◆ **Your instructions**
Only lines containing "NoTray" belong in the answer, each copied from the entries below.

⟨

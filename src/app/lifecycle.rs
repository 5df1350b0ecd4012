//! Window/tray lifecycle.
//!
//! States are {NoWindow, WindowHidden, WindowVisible} x {NoTray, TrayActive}.
//! Startup goes straight to visible with an active tray. Closing the window
//! while the tray is up only hides it; quitting tears everything down.

use super::host::{TrayHost, WindowHost};
use crate::error::ShellResult;

#[derive(Debug, Clone, Copy, PartialEq, Eq)]
pub enum WindowState {
    NoWindow,
    Hidden,
    Visible,
}

#[derive(Debug, Clone, Copy, PartialEq, Eq)]
pub enum TrayState {
    NoTray,
    Active,
}

/// What to do with a close request on the main window.
#[derive(Debug, Clone, Copy, PartialEq, Eq)]
pub enum CloseAction {
    HideToTray,
    Close,
}

#[derive(Debug, Clone, Copy, PartialEq, Eq)]
pub struct Lifecycle {
    window: WindowState,
    tray: TrayState,
    quitting: bool,
}

impl Default for Lifecycle {
    fn default() -> Self {
        Self {
            window: WindowState::NoWindow,
            tray: TrayState::NoTray,
            quitting: false,
        }
    }
}

impl Lifecycle {
    #[cfg(test)]
    pub fn window(&self) -> WindowState {
        self.window
    }

    #[cfg(test)]
    pub fn tray(&self) -> TrayState {
        self.tray
    }

    #[cfg(test)]
    pub fn is_quitting(&self) -> bool {
        self.quitting
    }

    pub fn window_shown(&mut self) {
        self.window = WindowState::Visible;
    }

    pub fn window_hidden(&mut self) {
        if self.window != WindowState::NoWindow {
            self.window = WindowState::Hidden;
        }
    }

    pub fn window_destroyed(&mut self) {
        self.window = WindowState::NoWindow;
    }

    pub fn tray_created(&mut self) {
        self.tray = TrayState::Active;
    }

    /// Copy onto `self` only the fields that changed between `before` and
    /// `after`, leaving fields updated elsewhere in the meantime intact.
    pub fn merge_changes(&mut self, before: Lifecycle, after: Lifecycle) {
        if after.window != before.window {
            self.window = after.window;
        }
        if after.tray != before.tray {
            self.tray = after.tray;
        }
        if after.quitting != before.quitting {
            self.quitting = after.quitting;
        }
    }

    pub fn close_action(&self) -> CloseAction {
        if !self.quitting && self.tray == TrayState::Active {
            CloseAction::HideToTray
        } else {
            CloseAction::Close
        }
    }

    /// Bring the window up, creating it when it no longer exists.
    pub fn show_main_window(&mut self, host: &impl WindowHost) -> ShellResult<()> {
        if host.window_exists() {
            host.show_window()?;
        } else {
            host.create_window()?;
        }
        self.window_shown();
        Ok(())
    }

    /// Global shortcut: focus if visible, otherwise show (or create).
    pub fn toggle_from_shortcut(&mut self, host: &impl WindowHost) -> ShellResult<()> {
        if host.window_exists() && host.window_visible() {
            host.focus_window()?;
            self.window_shown();
            return Ok(());
        }
        self.show_main_window(host)
    }

    /// Handle a user close. Returns the action taken; on `HideToTray` the
    /// caller must prevent the close.
    pub fn on_close_requested(&mut self, host: &impl WindowHost) -> CloseAction {
        let action = self.close_action();
        if action == CloseAction::HideToTray {
            if let Err(e) = host.hide_window() {
                log::warn!("[LIFECYCLE] failed to hide window: {}", e);
            }
            self.window_hidden();
        }
        action
    }

    /// Tear down tray and window unconditionally. The caller exits the
    /// process afterwards.
    pub fn quit<H: WindowHost + TrayHost>(&mut self, host: &H) {
        self.quitting = true;

        if self.tray == TrayState::Active {
            host.remove_tray();
        }
        self.tray = TrayState::NoTray;

        if host.window_exists() {
            if let Err(e) = host.destroy_window() {
                log::warn!("[LIFECYCLE] failed to destroy window: {}", e);
            }
        }
        self.window = WindowState::NoWindow;
    }
}

#[cfg(test)]
mod tests {
    use super::*;
    use crate::app::testing::{Call, FakeHost};

    fn started() -> (Lifecycle, FakeHost) {
        let host = FakeHost::default();
        let mut lifecycle = Lifecycle::default();
        lifecycle.show_main_window(&host).unwrap();
        lifecycle.tray_created();
        host.clear();
        (lifecycle, host)
    }

    #[test]
    fn test_startup_reaches_visible_with_tray() {
        let host = FakeHost::default();
        let mut lifecycle = Lifecycle::default();
        assert_eq!(lifecycle.window(), WindowState::NoWindow);
        assert_eq!(lifecycle.tray(), TrayState::NoTray);

        lifecycle.show_main_window(&host).unwrap();
        lifecycle.tray_created();

        assert_eq!(host.calls(), vec![Call::CreateWindow]);
        assert_eq!(lifecycle.window(), WindowState::Visible);
        assert_eq!(lifecycle.tray(), TrayState::Active);
    }

    #[test]
    fn test_close_with_tray_hides_instead_of_destroying() {
        let (mut lifecycle, host) = started();

        let action = lifecycle.on_close_requested(&host);

        assert_eq!(action, CloseAction::HideToTray);
        assert_eq!(host.calls(), vec![Call::HideWindow]);
        assert!(host.has_window());
        assert!(!host.is_visible());
        assert_eq!(lifecycle.window(), WindowState::Hidden);
    }

    #[test]
    fn test_close_without_tray_closes() {
        let host = FakeHost::default();
        let mut lifecycle = Lifecycle::default();
        lifecycle.show_main_window(&host).unwrap();
        host.clear();

        assert_eq!(lifecycle.on_close_requested(&host), CloseAction::Close);
        assert!(host.calls().is_empty());
    }

    #[test]
    fn test_close_while_quitting_closes() {
        let (mut lifecycle, host) = started();
        lifecycle.quit(&host);
        assert_eq!(lifecycle.close_action(), CloseAction::Close);
    }

    #[test]
    fn test_show_reuses_hidden_window() {
        let (mut lifecycle, host) = started();
        lifecycle.on_close_requested(&host);
        host.clear();

        lifecycle.show_main_window(&host).unwrap();

        assert_eq!(host.calls(), vec![Call::ShowWindow]);
        assert_eq!(lifecycle.window(), WindowState::Visible);
    }

    #[test]
    fn test_show_recreates_destroyed_window() {
        let (mut lifecycle, host) = started();
        host.destroy_window().unwrap();
        lifecycle.window_destroyed();
        host.clear();

        lifecycle.show_main_window(&host).unwrap();

        assert_eq!(host.calls(), vec![Call::CreateWindow]);
        assert_eq!(lifecycle.window(), WindowState::Visible);
    }

    #[test]
    fn test_shortcut_focuses_visible_window() {
        let (mut lifecycle, host) = started();
        lifecycle.toggle_from_shortcut(&host).unwrap();
        assert_eq!(host.calls(), vec![Call::FocusWindow]);
    }

    #[test]
    fn test_shortcut_shows_hidden_window() {
        let (mut lifecycle, host) = started();
        lifecycle.on_close_requested(&host);
        host.clear();

        lifecycle.toggle_from_shortcut(&host).unwrap();

        assert_eq!(host.calls(), vec![Call::ShowWindow]);
        assert!(host.is_visible());
    }

    #[test]
    fn test_shortcut_creates_missing_window() {
        let host = FakeHost::default();
        let mut lifecycle = Lifecycle::default();
        lifecycle.toggle_from_shortcut(&host).unwrap();
        assert_eq!(host.calls(), vec![Call::CreateWindow]);
        assert_eq!(host.count(|c| *c == Call::CreateWindow), 1);
    }

    #[test]
    fn test_quit_destroys_window_and_tray() {
        let (mut lifecycle, host) = started();

        lifecycle.quit(&host);

        assert_eq!(host.calls(), vec![Call::RemoveTray, Call::DestroyWindow]);
        assert!(!host.has_window());
        assert!(lifecycle.is_quitting());
        assert_eq!(lifecycle.window(), WindowState::NoWindow);
        assert_eq!(lifecycle.tray(), TrayState::NoTray);
    }

    #[test]
    fn test_quit_from_hidden_state() {
        let (mut lifecycle, host) = started();
        lifecycle.on_close_requested(&host);
        host.clear();

        lifecycle.quit(&host);

        assert_eq!(host.calls(), vec![Call::RemoveTray, Call::DestroyWindow]);
    }

    #[test]
    fn test_quit_without_window_only_removes_tray() {
        let host = FakeHost::default();
        let mut lifecycle = Lifecycle::default();
        lifecycle.tray_created();

        lifecycle.quit(&host);

        assert_eq!(host.calls(), vec![Call::RemoveTray]);
    }

    #[test]
    fn test_merge_keeps_fields_changed_elsewhere() {
        let mut before = Lifecycle::default();
        before.window_shown();

        let mut after = before;
        after.tray_created();

        let mut current = before;
        current.window_destroyed();
        current.merge_changes(before, after);

        assert_eq!(current.window(), WindowState::NoWindow);
        assert_eq!(current.tray(), TrayState::Active);
    }

    #[test]
    fn test_merge_applies_overlapping_change() {
        let before = Lifecycle::default();
        let mut after = before;
        after.window_shown();

        let mut current = before;
        current.window_hidden();
        current.merge_changes(before, after);

        assert_eq!(current.window(), WindowState::Visible);
    }

    #[test]
    fn test_hidden_never_applies_without_window() {
        let mut lifecycle = Lifecycle::default();
        lifecycle.window_hidden();
        assert_eq!(lifecycle.window(), WindowState::NoWindow);
    }
}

⟩

◆ **Finished task**
//! States are {NoWindow, WindowHidden, WindowVisible} x {NoTray, TrayActive}.
    NoTray,
            tray: TrayState::NoTray,
        self.tray = TrayState::NoTray;
        assert_eq!(lifecycle.tray(), TrayState::NoTray);
        assert_eq!(lifecycle.tray(), TrayState::NoTray);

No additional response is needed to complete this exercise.